How long can I marinade/brine a tenderloin

briningmarinade

I have read various recipes for brining (or marinading) meat and they say everything from 2 hours to 2 days. For a pork tenderloint 2.5" in diameter, how long can I let it soak in to maximize penetration? Does it help to let it sit for longer, or does it just stop soaking in at a certain point?

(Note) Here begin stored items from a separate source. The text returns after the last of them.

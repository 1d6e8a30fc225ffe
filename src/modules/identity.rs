//! Fact lines read straight off the startup PlatformInfo snapshot

use crate::data::PlatformInfo;

use super::FactLine;

/// Resolve an identity item name, or `None` for an unknown selector
pub fn render(item: &str, platform: &PlatformInfo) -> Option<FactLine> {
    let line = match item {
        "title" => FactLine {
            key: String::new(),
            value: format!("{}@{}", platform.user_name, platform.host_name),
        },
        "os" => FactLine {
            key: "OS".to_string(),
            value: platform.system_name.clone(),
        },
        "kernel" => FactLine {
            key: "Kernel".to_string(),
            value: platform.system_release.clone(),
        },
        "version" => FactLine {
            key: "Version".to_string(),
            value: platform.system_version.clone(),
        },
        "arch" => FactLine {
            key: "Arch".to_string(),
            value: platform.system_architecture.clone(),
        },
        "hostname" => FactLine {
            key: "Host".to_string(),
            value: platform.host_name.clone(),
        },
        "domain" => FactLine {
            key: "Domain".to_string(),
            value: platform.domain_name.clone(),
        },
        "shell" => FactLine {
            key: "Shell".to_string(),
            value: platform.user_shell.clone(),
        },
        _ => return None,
    };
    Some(line)
}

#[cfg(test)]
mod tests {
    use super::*;

    fn platform() -> PlatformInfo {
        PlatformInfo {
            home_dir: "/home/test/".to_string(),
            cache_dir: "/home/test/.cache/".to_string(),
            config_dirs: vec!["/home/test/.config/".to_string()],
            data_dirs: vec!["/usr/share/".to_string()],
            user_name: "test".to_string(),
            host_name: "box".to_string(),
            domain_name: String::new(),
            user_shell: "/bin/zsh".to_string(),
            system_name: "Linux".to_string(),
            system_release: "6.8.0".to_string(),
            system_version: "#1 SMP".to_string(),
            system_architecture: "x86_64".to_string(),
        }
    }

    #[test]
    fn title_is_user_at_host_with_no_key() {
        let line = render("title", &platform()).unwrap();
        assert!(line.key.is_empty());
        assert_eq!(line.value, "test@box");
    }

    #[test]
    fn fields_copy_verbatim() {
        let platform = platform();
        assert_eq!(render("os", &platform).unwrap().value, "Linux");
        assert_eq!(render("kernel", &platform).unwrap().value, "6.8.0");
        assert_eq!(render("arch", &platform).unwrap().value, "x86_64");
        assert_eq!(render("shell", &platform).unwrap().value, "/bin/zsh");
    }

    #[test]
    fn empty_domain_renders_empty_not_missing() {
        let line = render("domain", &platform()).unwrap();
        assert_eq!(line.key, "Domain");
        assert_eq!(line.value, "");
    }

    #[test]
    fn unknown_selector_is_none() {
        assert!(render("wallpaper", &platform()).is_none());
    }
}
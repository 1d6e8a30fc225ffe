//! Per-OS resolution of the running executable's absolute path
//!
//! Every implementation satisfies the same postcondition: the resolved
//! absolute path of the current binary, or `None` when the OS will not
//! say (callers skip the dependent path entry silently).

use std::path::PathBuf;

#[cfg(target_os = "linux")]
pub fn current_exe_path() -> Option<PathBuf> {
    std::fs::read_link("/proc/self/exe").ok()
}

#[cfg(target_os = "freebsd")]
pub fn current_exe_path() -> Option<PathBuf> {
    use std::ffi::OsString;
    use std::os::unix::ffi::OsStringExt;

    let mib = [
        libc::CTL_KERN,
        libc::KERN_PROC,
        libc::KERN_PROC_PATHNAME,
        -1,
    ];
    let mut buf = vec![0u8; libc::PATH_MAX as usize];
    let mut len = buf.len();
    let ret = unsafe {
        libc::sysctl(
            mib.as_ptr(),
            mib.len() as libc::c_uint,
            buf.as_mut_ptr() as *mut libc::c_void,
            &mut len,
            std::ptr::null(),
            0,
        )
    };
    if ret != 0 || len == 0 {
        return None;
    }
    // len includes the terminating NUL
    buf.truncate(len.saturating_sub(1));
    Some(PathBuf::from(OsString::from_vec(buf)))
}

#[cfg(not(any(target_os = "linux", target_os = "freebsd")))]
pub fn current_exe_path() -> Option<PathBuf> {
    std::env::current_exe().ok()
}
//! Platform identity and search-path aggregate

/// Everything resolved about the machine and user at startup.
///
/// Built once by `platform::detect()` and passed around by reference;
/// nothing mutates it afterwards. `home_dir` and every entry of the
/// path lists end with exactly one `/`.
#[derive(Debug, Clone)]
pub struct PlatformInfo {
    pub home_dir: String,
    pub cache_dir: String,
    /// Config search paths, most specific first
    pub config_dirs: Vec<String>,
    /// Data search paths, most specific first
    pub data_dirs: Vec<String>,
    pub user_name: String,
    pub host_name: String,
    /// Canonical DNS name of the host; empty when resolution yields nothing
    pub domain_name: String,
    pub user_shell: String,
    pub system_name: String,
    pub system_release: String,
    pub system_version: String,
    pub system_architecture: String,
}
//! Line-oriented output with optional ASCII art column

use std::fs;
use std::io::{self, BufRead};
use std::path::Path;

use unicode_width::UnicodeWidthStr;

use crate::config::{Config, ConfigEntry};
use crate::modules::FactLine;

/// Translate a color name or `#rrggbb` value into an ANSI escape
pub fn hex_to_ansi(color: &str) -> String {
    if let Some(code) = ansi_color_code(color) {
        return code;
    }
    if color.starts_with('#') && color.len() == 7 {
        if let (Ok(r), Ok(g), Ok(b)) = (
            u8::from_str_radix(&color[1..3], 16),
            u8::from_str_radix(&color[3..5], 16),
            u8::from_str_radix(&color[5..7], 16),
        ) {
            return format!("\x1b[38;2;{};{};{}m", r, g, b);
        }
    }
    "\x1b[0m".to_string()
}

fn ansi_color_code(name: &str) -> Option<String> {
    let code = match name.to_lowercase().as_str() {
        "black" => "\x1b[30m",
        "red" => "\x1b[31m",
        "green" => "\x1b[32m",
        "yellow" => "\x1b[33m",
        "blue" => "\x1b[34m",
        "magenta" => "\x1b[35m",
        "cyan" => "\x1b[36m",
        "white" => "\x1b[37m",
        "bright_black" | "gray" | "grey" => "\x1b[90m",
        "bright_red" => "\x1b[91m",
        "bright_green" => "\x1b[92m",
        "bright_yellow" => "\x1b[93m",
        "bright_blue" => "\x1b[94m",
        "bright_magenta" => "\x1b[95m",
        "bright_cyan" => "\x1b[96m",
        "bright_white" => "\x1b[97m",
        "reset" | "default" => "\x1b[0m",
        _ => return None,
    };
    Some(code.to_string())
}

fn entry_color(config: &Config, name: &str) -> String {
    if name.is_empty() {
        return "\x1b[0m".to_string();
    }
    config
        .colors
        .get(name)
        .map(|color| hex_to_ansi(color))
        .unwrap_or_else(|| hex_to_ansi(name))
}

/// Lines of the configured ASCII art file, tilde-expanded; empty when unset
pub fn load_ascii_lines(config: &Config) -> Vec<String> {
    let path = config.display.ascii_path.trim();
    if path.is_empty() {
        return Vec::new();
    }
    let expanded = shellexpand::tilde(path).to_string();
    if !Path::new(&expanded).exists() {
        return Vec::new();
    }
    match fs::File::open(&expanded) {
        Ok(file) => io::BufReader::new(file)
            .lines()
            .filter_map(|line| line.ok())
            .collect(),
        Err(_) => Vec::new(),
    }
}

/// Print every fact line beside the ASCII column
pub fn render(config: &Config, items: &[(ConfigEntry, FactLine)]) {
    let separator = &config.display.separator;
    let ascii_lines = load_ascii_lines(config);
    let max_width = ascii_lines
        .iter()
        .map(|line| UnicodeWidthStr::width(line.as_str()))
        .max()
        .unwrap_or(0);
    let ascii_color = entry_color(config, &config.display.ascii_color);

    for (i, (entry, line)) in items.iter().enumerate() {
        let ascii = ascii_lines.get(i).map(String::as_str).unwrap_or("");
        let padding = " ".repeat(max_width.saturating_sub(UnicodeWidthStr::width(ascii)));
        let gutter = if max_width == 0 { "" } else { "  " };
        let key_color = entry_color(config, &entry.color);

        if line.key.is_empty() {
            println!(
                "{}{}{}\x1b[0m{}\x1b[1m{}\x1b[0m",
                ascii_color, ascii, padding, gutter, line.value
            );
        } else {
            println!(
                "{}{}{}\x1b[0m{}{}{}{}\x1b[0m{}",
                ascii_color, ascii, padding, gutter, key_color, line.key, separator, line.value
            );
        }
    }

    // Art taller than the item list still prints in full
    for line in ascii_lines.iter().skip(items.len()) {
        println!("{}{}\x1b[0m", ascii_color, line);
    }
}

#[cfg(test)]
mod tests {
    use super::*;

    #[test]
    fn hex_colors_become_truecolor_escapes() {
        assert_eq!(hex_to_ansi("#ff0000"), "\x1b[38;2;255;0;0m");
        assert_eq!(hex_to_ansi("#7aa2f7"), "\x1b[38;2;122;162;247m");
    }

    #[test]
    fn named_colors_resolve_case_insensitively() {
        assert_eq!(hex_to_ansi("blue"), "\x1b[34m");
        assert_eq!(hex_to_ansi("Bright_Cyan"), "\x1b[96m");
    }

    #[test]
    fn unknown_colors_fall_back_to_reset() {
        assert_eq!(hex_to_ansi("not-a-color"), "\x1b[0m");
        assert_eq!(hex_to_ansi("#zzz"), "\x1b[0m");
    }
}
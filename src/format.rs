//! Positional placeholder templating
//!
//! Templates contain `%N` placeholders, numbered from 1, each rendering
//! the matching typed argument. An index past the supplied arguments is
//! left in the output verbatim so a bad template degrades visibly
//! instead of panicking.

use std::fmt;

/// A typed positional argument for template rendering
#[derive(Debug, Clone)]
pub enum FormatArg<'a> {
    Str(&'a str),
    Uint(u64),
    Uint8(u8),
    Double(f64),
}

impl fmt::Display for FormatArg<'_> {
    fn fmt(&self, f: &mut fmt::Formatter<'_>) -> fmt::Result {
        match self {
            FormatArg::Str(value) => f.write_str(value),
            FormatArg::Uint(value) => write!(f, "{}", value),
            FormatArg::Uint8(value) => write!(f, "{}", value),
            FormatArg::Double(value) => write!(f, "{}", value),
        }
    }
}

/// Render `template`, substituting each `%N` with the N-th argument.
///
/// `%%` renders a literal `%`; a `%` not followed by a digit is kept as-is.
pub fn parse_format_string(template: &str, args: &[FormatArg]) -> String {
    let mut out = String::with_capacity(template.len() + 16);
    let mut chars = template.chars().peekable();

    while let Some(c) = chars.next() {
        if c != '%' {
            out.push(c);
            continue;
        }
        match chars.peek() {
            Some('%') => {
                chars.next();
                out.push('%');
            }
            Some(d) if d.is_ascii_digit() => {
                let mut digits = String::new();
                while let Some(&d) = chars.peek() {
                    if !d.is_ascii_digit() {
                        break;
                    }
                    digits.push(d);
                    chars.next();
                }
                let index: usize = digits.parse().unwrap_or(0);
                if index >= 1 && index <= args.len() {
                    out.push_str(&args[index - 1].to_string());
                } else {
                    out.push('%');
                    out.push_str(&digits);
                }
            }
            _ => out.push('%'),
        }
    }
    out
}
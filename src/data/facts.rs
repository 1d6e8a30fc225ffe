//! Per-backend fact structures

/// One core's tick counters since boot.
///
/// Both fields only ever grow; a usage percentage needs two samples
/// taken over an interval and is derived by the caller.
#[derive(Debug, Clone, Copy, PartialEq, Eq)]
pub struct CoreTimes {
    /// user + nice + system time
    pub in_use: u64,
    /// interrupt + idle time, the denominator baseline
    pub total: u64,
}

/// Usage of one mounted filesystem
#[derive(Debug, Clone)]
pub struct DiskUsage {
    /// Mount path the statistics were queried for
    pub folder: String,
    pub total_bytes: u64,
    pub available_bytes: u64,
    pub used_bytes: u64,
    pub total_inodes: u64,
    pub used_inodes: u64,
    /// Opaque id used to detect two paths on the same filesystem
    pub filesystem_id: u64,
}

/// One display-class PCI adapter
#[derive(Debug, Clone)]
pub struct GpuDevice {
    /// Discovery-order counter, starting at 1
    pub index: u8,
    /// Vendor name as the ID database spells it
    pub vendor_raw: String,
    /// Vendor name after cosmetic rewriting
    pub vendor: String,
    pub name: String,
}
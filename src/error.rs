//! Centralized error handling for ferrofetch

use std::io;
use thiserror::Error;

/// Custom error type for ferrofetch operations
#[derive(Debug, Error)]
pub enum FetchError {
    /// I/O errors (file reading, cache access)
    #[error("I/O error: {0}")]
    Io(#[from] io::Error),
    /// Parsing errors (invalid data format)
    #[error("parse error: {0}")]
    Parse(String),
    /// Configuration errors
    #[error("config error: {0}")]
    Config(String),
    /// System detection errors; the message is printed in place of the fact
    #[error("{0}")]
    Detection(String),
}

/// Type alias for Results in ferrofetch
pub type Result<T> = std::result::Result<T, FetchError>;
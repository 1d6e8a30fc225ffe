//! Filesystem usage collection via statvfs

use std::ffi::CString;

use tracing::debug;

use crate::data::DiskUsage;
use crate::error::{FetchError, Result};
use crate::utils::parsing::split_list;

/// Query filesystem statistics for one mount path
pub fn collect_for_path(folder: &str) -> Result<DiskUsage> {
    let path = CString::new(folder)
        .map_err(|_| FetchError::Parse(format!("invalid folder path: {}", folder)))?;

    let mut stat: libc::statvfs = unsafe { std::mem::zeroed() };
    if unsafe { libc::statvfs(path.as_ptr(), &mut stat) } != 0 {
        return Err(FetchError::Detection(format!(
            "statvfs(\"{}\") failed",
            folder
        )));
    }

    let frsize = stat.f_frsize as u64;
    let total_bytes = (stat.f_blocks as u64).wrapping_mul(frsize);
    let available_bytes = (stat.f_bfree as u64).wrapping_mul(frsize);

    Ok(DiskUsage {
        folder: folder.to_string(),
        total_bytes,
        available_bytes,
        used_bytes: total_bytes.saturating_sub(available_bytes),
        total_inodes: stat.f_files as u64,
        used_inodes: (stat.f_files as u64).saturating_sub(stat.f_ffree as u64),
        filesystem_id: stat.f_fsid as u64,
    })
}

/// Default selection policy: probe `/` and `/home`
///
/// Both failing collapses into one combined error; `/home` is reported
/// separately only when it sits on a different filesystem than `/`.
pub fn collect_default() -> Result<Vec<DiskUsage>> {
    let root = collect_for_path("/");
    let home = collect_for_path("/home");

    if root.is_err() && home.is_err() {
        return Err(FetchError::Detection(
            "statvfs failed for both / and /home".to_string(),
        ));
    }
    Ok(dedup_default(root.ok(), home.ok()))
}

/// Keep `/` first and drop `/home` when it shares the root filesystem id
pub fn dedup_default(root: Option<DiskUsage>, home: Option<DiskUsage>) -> Vec<DiskUsage> {
    let root_fsid = root.as_ref().map(|fs| fs.filesystem_id);
    let mut reports = Vec::new();
    if let Some(fs) = root {
        reports.push(fs);
    }
    if let Some(fs) = home {
        if root_fsid != Some(fs.filesystem_id) {
            reports.push(fs);
        }
    }
    reports
}

/// Resolve each folder of a `:`-delimited list independently, in order
///
/// One folder failing does not abort the rest; each result is reported
/// under the folder string the user configured.
pub fn collect_for_list(folders: &str) -> Vec<(String, Result<DiskUsage>)> {
    split_list(folders, ':')
        .into_iter()
        .map(|folder| {
            let expanded = shellexpand::tilde(&folder).to_string();
            let result = collect_for_path(&expanded);
            if result.is_err() {
                debug!("disk probe failed for {}", expanded);
            }
            (folder, result)
        })
        .collect()
}

/// Used-space percentage, rounded; a zero total reports 0% instead of dividing
pub fn usage_percent(used_bytes: u64, total_bytes: u64) -> u8 {
    if total_bytes == 0 {
        return 0;
    }
    ((used_bytes as f64 / total_bytes as f64) * 100.0)
        .round()
        .min(100.0) as u8
}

I have read that I can gash the meat to increase penetration, but I do not want to do that for appearance reasons.

Best Answer

There is a difference between brining and marinating. Brines are salt based solutions that work to make meat jucier. It works by osmosis. First water leaves the meat, then returns with the salt from the brine. Because the meat cells now contain more salt, water remains during cooking. Brining means juicy meat, but it is also salted. This impacts flavor and texture. In my experience some folks like this, other don't. Marinades can add flavor. Some marinades break down proteins and impact texture (depending on ingredients). Marinades don't add moisture. Marinades (as opposed to brines) only impact the surface (or slightly below...maybe 1/4 inch).

Proteins can be brined for hours to days depending on the process and desired impact.

Marinades are usually recommended for 1 - 12 hours.

So, to fully answer your question you would need to specify the impact you are looking for, but in general, given the short cooking time, pork tenderloin is not brined. You probably want to marinate, and I would suggest a maximum of overnight. Because there is little penetration, longer is not better.